Chennai: “CFOs should avoid making forward-looking statements in the garb of quarterly guidance. They must ask themselves whether the practice of issuing quarterly guidance, in response to analyst queries in media is benefiting the organization in the long run,” said Mr. M. Damodaran, Chairman, Securities & Exchange Board (SEBI) of India at CII’s National Conclave on the Changing Face of Financial Leaders in Chennai on 2August.
Mr. Damoddran informed that SEBI had taken several proactive measures to attract talent to make the board more competent. It had set up an Investor Protection Fund to educate small investors on their rights and is in the process of establishing a National Institute of Securities Market to conduct courses on compliances and corporate governance, among others.
He said that companies must do away with “financial engineering” and put out results in cold numbers, unaided by ambiguous language and adjectives. He pointed out that even after the introduction of Sarbanes-Oxley Act, which is perceived to be very harsh and far more prescriptive, there were several leading companies in the U.S that had revised their published statements, which necessarily implies that the statements did not reflect the truth.
Corporate governance to be part of oranizational culture
Mr. Damodaran said that compliance must not be based on “ticking the box” approach. It must be ensured in spirit, and not just in words.
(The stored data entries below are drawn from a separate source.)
//! Each lookup strategy in isolation, then the chain.

use chrono::{NaiveDate, NaiveTime};
use schedule_engine::precedence::{
    default_chain, resolve_with, DayRecords, LookupStrategy, OverrideLookup, SpecialDayLookup,
    WeeklyLookup,
};
use schedule_engine::{BusinessHours, DayOfWeek, HoursSource, ScheduleOverride, SpecialDay};

fn t(h: u32, m: u32) -> NaiveTime {
    NaiveTime::from_hms_opt(h, m, 0).unwrap()
}

fn d(y: i32, m: u32, day: u32) -> NaiveDate {
    NaiveDate::from_ymd_opt(y, m, day).unwrap()
}

#[test]
fn override_lookup_passes_when_nothing_covers_the_date() {
    let records = DayRecords {
        overrides: vec![ScheduleOverride::closed(d(2026, 1, 1), d(2026, 1, 2), "New year")],
        ..DayRecords::default()
    };
    assert!(OverrideLookup.lookup(&records, d(2026, 1, 3)).is_none());
    let day = OverrideLookup.lookup(&records, d(2026, 1, 2)).unwrap();
    assert!(day.is_closed());
    assert_eq!(day.label.as_deref(), Some("New year"));
}

#[test]
fn override_lookup_prefers_latest_start_when_records_overlap() {
    let records = DayRecords {
        overrides: vec![
            ScheduleOverride::closed(d(2026, 8, 1), d(2026, 8, 31), "Summer"),
            ScheduleOverride::with_hours(d(2026, 8, 10), d(2026, 8, 12), "Event", t(10, 0), t(20, 0)),
        ],
        ..DayRecords::default()
    };
    let day = OverrideLookup.lookup(&records, d(2026, 8, 11)).unwrap();
    assert_eq!(day.label.as_deref(), Some("Event"));
    assert!(!day.is_closed());
}

#[test]
fn special_day_lookup_recurring_match() {
    let records = DayRecords {
        special_days: vec![SpecialDay::closed(d(2019, 1, 6), "Epiphany").yearly()],
        ..DayRecords::default()
    };
    assert!(SpecialDayLookup.lookup(&records, d(2027, 1, 6)).is_some());
    assert!(SpecialDayLookup.lookup(&records, d(2027, 1, 7)).is_none());
}

#[test]
fn special_day_without_hours_is_a_closure() {
    let mut day = SpecialDay::closed(d(2026, 5, 1), "Labour day");
    day.is_closed = false;
    let records = DayRecords {
        special_days: vec![day],
        ..DayRecords::default()
    };
    let resolved = SpecialDayLookup.lookup(&records, d(2026, 5, 1)).unwrap();
    assert!(resolved.is_closed());
    assert_eq!(resolved.source, HoursSource::SpecialDay);
}

#[test]
fn leap_day_recurs_only_in_leap_years() {
    let day = SpecialDay::closed(d(2024, 2, 29), "Leap day").yearly();
    assert!(day.recurs_on(d(2028, 2, 29)));
    assert!(!day.recurs_on(d(2027, 2, 28)));
    assert!(!day.recurs_on(d(2027, 3, 1)));
}

#[test]
fn weekly_lookup_always_answers() {
    let records = DayRecords {
        weekly_hours: vec![BusinessHours::open(DayOfWeek::Monday, t(9, 0), t(17, 0))],
        ..DayRecords::default()
    };
    // 2026-03-16 is a Monday, 2026-03-17 a Tuesday.
    let monday = WeeklyLookup.lookup(&records, d(2026, 3, 16)).unwrap();
    assert_eq!(monday.source, HoursSource::WeeklyHours);
    assert!(!monday.is_closed());

    let tuesday = WeeklyLookup.lookup(&records, d(2026, 3, 17)).unwrap();
    assert_eq!(tuesday.source, HoursSource::None);
    assert!(tuesday.is_closed());
}

#[test]
fn chain_falls_through_to_weekly_hours() {
    let records = DayRecords {
        overrides: vec![ScheduleOverride::closed(d(2026, 4, 1), d(2026, 4, 5), "Easter")],
        special_days: vec![SpecialDay::closed(d(2026, 5, 1), "Labour day")],
        weekly_hours: vec![BusinessHours::open(DayOfWeek::Monday, t(9, 0), t(17, 0))],
    };
    let day = resolve_with(&default_chain(), &records, d(2026, 3, 16));
    assert_eq!(day.source, HoursSource::WeeklyHours);
}

#[test]
fn empty_chain_is_implicitly_closed() {
    let records = DayRecords {
        weekly_hours: vec![BusinessHours::open(DayOfWeek::Monday, t(9, 0), t(17, 0))],
        ..DayRecords::default()
    };
    let day = resolve_with(&[], &records, d(2026, 3, 16));
    assert!(day.is_closed());
    assert_eq!(day.source, HoursSource::None);
}

#[test]
fn chain_order_matters() {
    let records = DayRecords {
        special_days: vec![SpecialDay::closed(d(2026, 3, 16), "Holiday")],
        weekly_hours: vec![BusinessHours::open(DayOfWeek::Monday, t(9, 0), t(17, 0))],
        ..DayRecords::default()
    };
    let weekly_first: Vec<Box<dyn LookupStrategy + Send + Sync>> =
        vec![Box::new(WeeklyLookup), Box::new(SpecialDayLookup)];
    let day = resolve_with(&weekly_first, &records, d(2026, 3, 16));
    assert_eq!(day.source, HoursSource::WeeklyHours);

    let day = resolve_with(&default_chain(), &records, d(2026, 3, 16));
    assert_eq!(day.source, HoursSource::SpecialDay);
}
You cannot legislate for honesty. Though regulators can provide frameworks and checklists, corporate governance must become a part of the organisational culture to protect shareholder’s interests.
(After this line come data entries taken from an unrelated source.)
//! WASM bindings for schedule-engine.
//!
//! Exposes open/closed status, slot generation, the weekly grid and record
//! validation to JavaScript via `wasm-bindgen`. A hub's configuration is
//! passed as a JSON `HubSchedule` document and results come back as JSON
//! strings, the same convention the other bindings use.
//!
//! ## Build process
//!
//! ```sh
//! cargo build -p schedule-engine-wasm --target wasm32-unknown-unknown --release
//! wasm-bindgen --target nodejs --out-dir packages/schedule-engine-js/wasm/ \
//!   target/wasm32-unknown-unknown/release/schedule_engine_wasm.wasm
//! ```

use chrono::{DateTime, NaiveDate, NaiveDateTime, Utc};
use schedule_engine::{AvailabilityResolver, HubId, HubSchedule, InMemoryStore};
use serde::Serialize;
use wasm_bindgen::prelude::*;

const HUB: &str = "wasm";

// ---------------------------------------------------------------------------
// Serde-friendly DTOs for crossing the WASM boundary as JSON
// ---------------------------------------------------------------------------

#[derive(Serialize)]
struct SlotDto {
    start: String,
    end: String,
    local_start: String,
    local_end: String,
}

#[derive(Serialize)]
struct ValidationDto {
    valid: bool,
    #[serde(skip_serializing_if = "Option::is_none")]
    error: Option<String>,
}

// ---------------------------------------------------------------------------
// Helpers
// ---------------------------------------------------------------------------

fn resolver(hub_json: &str) -> Result<AvailabilityResolver<InMemoryStore>, String> {
    let schedule: HubSchedule =
        serde_json::from_str(hub_json).map_err(|e| format!("Invalid hub JSON: {}", e))?;
    let store = InMemoryStore::with_hub(HUB, schedule).map_err(|e| e.to_string())?;
    Ok(AvailabilityResolver::new(store))
}

/// Parse an ISO 8601 instant. Strings without an offset are read as UTC.
fn parse_instant(s: &str) -> Result<DateTime<Utc>, String> {
    if let Ok(dt) = DateTime::parse_from_rfc3339(s) {
        return Ok(dt.with_timezone(&Utc));
    }
    NaiveDateTime::parse_from_str(s, "%Y-%m-%dT%H:%M:%S")
        .map(|ndt| ndt.and_utc())
        .map_err(|e| format!("Invalid datetime '{}': {}", s, e))
}

fn parse_date(s: &str) -> Result<NaiveDate, String> {
    NaiveDate::parse_from_str(s, "%Y-%m-%d").map_err(|e| format!("Invalid date '{}': {}", s, e))
}

fn to_json<T: Serialize>(value: &T) -> Result<String, String> {
    serde_json::to_string(value).map_err(|e| format!("Serialization error: {}", e))
}

// ---------------------------------------------------------------------------
// JSON entry points (plain Rust, usable outside a JS host)
// ---------------------------------------------------------------------------

pub mod json {
    use super::*;

    /// `OpenStatus` for `instant` as JSON.
    pub fn is_open(hub_json: &str, instant: &str) -> Result<String, String> {
        let r = resolver(hub_json)?;
        let status = r
            .is_open(&HubId::new(HUB), parse_instant(instant)?)
            .map_err(|e| e.to_string())?;
        to_json(&status)
    }

    /// Array of `{start, end, local_start, local_end}` for `date`.
    pub fn generate_slots(
        hub_json: &str,
        date: &str,
        duration_minutes: Option<u32>,
    ) -> Result<String, String> {
        let r = resolver(hub_json)?;
        let hub = HubId::new(HUB);
        let date = parse_date(date)?;
        let plan = match duration_minutes {
            Some(minutes) => r.generate_slots_with_duration(&hub, date, minutes),
            None => r.generate_slots(&hub, date),
        }
        .map_err(|e| e.to_string())?;

        let dtos: Vec<SlotDto> = plan
            .iter()
            .map(|s| SlotDto {
                start: s.start.to_rfc3339(),
                end: s.end.to_rfc3339(),
                local_start: s.local_start.format("%H:%M").to_string(),
                local_end: s.local_end.format("%H:%M").to_string(),
            })
            .collect();
        to_json(&dtos)
    }

    /// Seven weekday entries starting at the hub's configured week start.
    pub fn week_view(hub_json: &str) -> Result<String, String> {
        let r = resolver(hub_json)?;
        let week = r.week_view(&HubId::new(HUB)).map_err(|e| e.to_string())?;
        to_json(&week)
    }

    /// `{valid, error?}`. Malformed JSON is an error, invalid records are not.
    pub fn validate_hub(hub_json: &str) -> Result<String, String> {
        let schedule: HubSchedule =
            serde_json::from_str(hub_json).map_err(|e| format!("Invalid hub JSON: {}", e))?;
        let dto = match schedule.validate() {
            Ok(()) => ValidationDto {
                valid: true,
                error: None,
            },
            Err(e) => ValidationDto {
                valid: false,
                error: Some(e.to_string()),
            },
        };
        to_json(&dto)
    }
}

// ---------------------------------------------------------------------------
// WASM exports
// ---------------------------------------------------------------------------

/// Whether the hub is open at `instant` (ISO 8601), as an `OpenStatus` JSON object.
#[wasm_bindgen(js_name = "isOpen")]
pub fn is_open(hub_json: &str, instant: &str) -> Result<String, JsValue> {
    json::is_open(hub_json, instant).map_err(|e| JsValue::from_str(&e))
}

/// Bookable slots for `date` (`YYYY-MM-DD`). `duration_minutes` overrides the
/// hub's configured slot length when given.
#[wasm_bindgen(js_name = "generateSlots")]
pub fn generate_slots(
    hub_json: &str,
    date: &str,
    duration_minutes: Option<u32>,
) -> Result<String, JsValue> {
    json::generate_slots(hub_json, date, duration_minutes).map_err(|e| JsValue::from_str(&e))
}

#[wasm_bindgen(js_name = "weekView")]
pub fn week_view(hub_json: &str) -> Result<String, JsValue> {
    json::week_view(hub_json).map_err(|e| JsValue::from_str(&e))
}

#[wasm_bindgen(js_name = "validateHub")]
pub fn validate_hub(hub_json: &str) -> Result<String, JsValue> {
    json::validate_hub(hub_json).map_err(|e| JsValue::from_str(&e))
}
He observed that the job of ensuring governance cannot be entrusted with the Compliance Officer alone. Rather, it should show the involvement of top management. Also, excess liquidity alone should not lead to CEOs making brave announcements on acquisitions. They should enquire whether the acquisitions would make business sense and whether there are any misfits in terms of business, culture and human resource.
Reduce regional stock exchanges
Mr Damodaran said, “as far as exchanges are concerned, it has to be seen that those regional exchanges that do not have any business, are able to bring their innings to a close, because there is no economic model to take business forward.”
He also said the number of exchanges in India should be reduced. Damodaran said companies were increasingly looking at becoming private than being public companies, because of compliance norms, accountability demanded from shareholders and such other factors. The Chairman of the regulatory body pointed out that such things were necessary to push companies further ahead.
“Ultimately they will realise that the benefits of being private is short term and being public would be advantageous and be able to improve in the long run,” he said.